* **THE TASK**:
Stop after the line containing "and response validation."; retype every line of the data before it exactly, starting from the first.

Stored data:
────────────────

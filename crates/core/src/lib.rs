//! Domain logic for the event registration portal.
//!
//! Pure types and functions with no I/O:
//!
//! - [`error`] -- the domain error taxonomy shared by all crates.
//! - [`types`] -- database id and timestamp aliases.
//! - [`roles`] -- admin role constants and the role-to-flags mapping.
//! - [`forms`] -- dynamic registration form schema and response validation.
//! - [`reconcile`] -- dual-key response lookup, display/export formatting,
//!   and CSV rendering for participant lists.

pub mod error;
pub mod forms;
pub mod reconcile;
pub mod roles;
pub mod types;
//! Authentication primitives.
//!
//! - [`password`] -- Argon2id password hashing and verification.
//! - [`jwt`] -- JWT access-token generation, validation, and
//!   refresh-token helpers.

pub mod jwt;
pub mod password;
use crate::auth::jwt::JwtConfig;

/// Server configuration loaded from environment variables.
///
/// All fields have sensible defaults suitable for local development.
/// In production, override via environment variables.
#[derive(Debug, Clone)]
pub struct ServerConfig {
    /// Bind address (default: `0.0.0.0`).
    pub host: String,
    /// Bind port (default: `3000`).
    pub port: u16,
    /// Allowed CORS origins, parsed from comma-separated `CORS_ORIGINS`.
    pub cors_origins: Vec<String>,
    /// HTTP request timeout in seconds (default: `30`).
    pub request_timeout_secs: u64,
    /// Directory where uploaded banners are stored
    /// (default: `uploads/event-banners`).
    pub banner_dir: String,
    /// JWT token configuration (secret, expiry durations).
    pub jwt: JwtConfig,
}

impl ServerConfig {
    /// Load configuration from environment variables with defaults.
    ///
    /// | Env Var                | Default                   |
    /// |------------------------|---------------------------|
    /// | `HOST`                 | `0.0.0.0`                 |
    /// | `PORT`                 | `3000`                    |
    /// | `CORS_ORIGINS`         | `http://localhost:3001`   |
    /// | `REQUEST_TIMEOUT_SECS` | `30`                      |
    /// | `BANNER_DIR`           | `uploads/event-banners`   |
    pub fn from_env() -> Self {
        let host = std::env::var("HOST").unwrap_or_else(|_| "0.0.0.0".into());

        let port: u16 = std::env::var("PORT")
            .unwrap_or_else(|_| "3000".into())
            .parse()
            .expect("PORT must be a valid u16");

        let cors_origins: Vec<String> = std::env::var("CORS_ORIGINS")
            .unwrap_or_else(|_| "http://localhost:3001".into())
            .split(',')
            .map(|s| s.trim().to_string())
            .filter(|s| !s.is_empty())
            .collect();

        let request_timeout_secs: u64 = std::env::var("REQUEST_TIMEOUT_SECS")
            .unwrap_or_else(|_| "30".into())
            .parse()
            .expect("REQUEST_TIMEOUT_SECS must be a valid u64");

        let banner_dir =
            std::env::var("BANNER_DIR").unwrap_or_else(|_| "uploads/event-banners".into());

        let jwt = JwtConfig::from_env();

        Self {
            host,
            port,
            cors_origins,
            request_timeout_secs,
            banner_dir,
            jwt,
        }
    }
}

────────────────

* **EXERCISE RESPONSE**:
filename crates/core/src/lib.rs
//! Domain logic for the event registration portal.
//!
//! Pure types and functions with no I/O:
//!
//! - [`error`] -- the domain error taxonomy shared by all crates.
//! - [`types`] -- database id and timestamp aliases.
//! - [`roles`] -- admin role constants and the role-to-flags mapping.
//! - [`forms`] -- dynamic registration form schema and response validation.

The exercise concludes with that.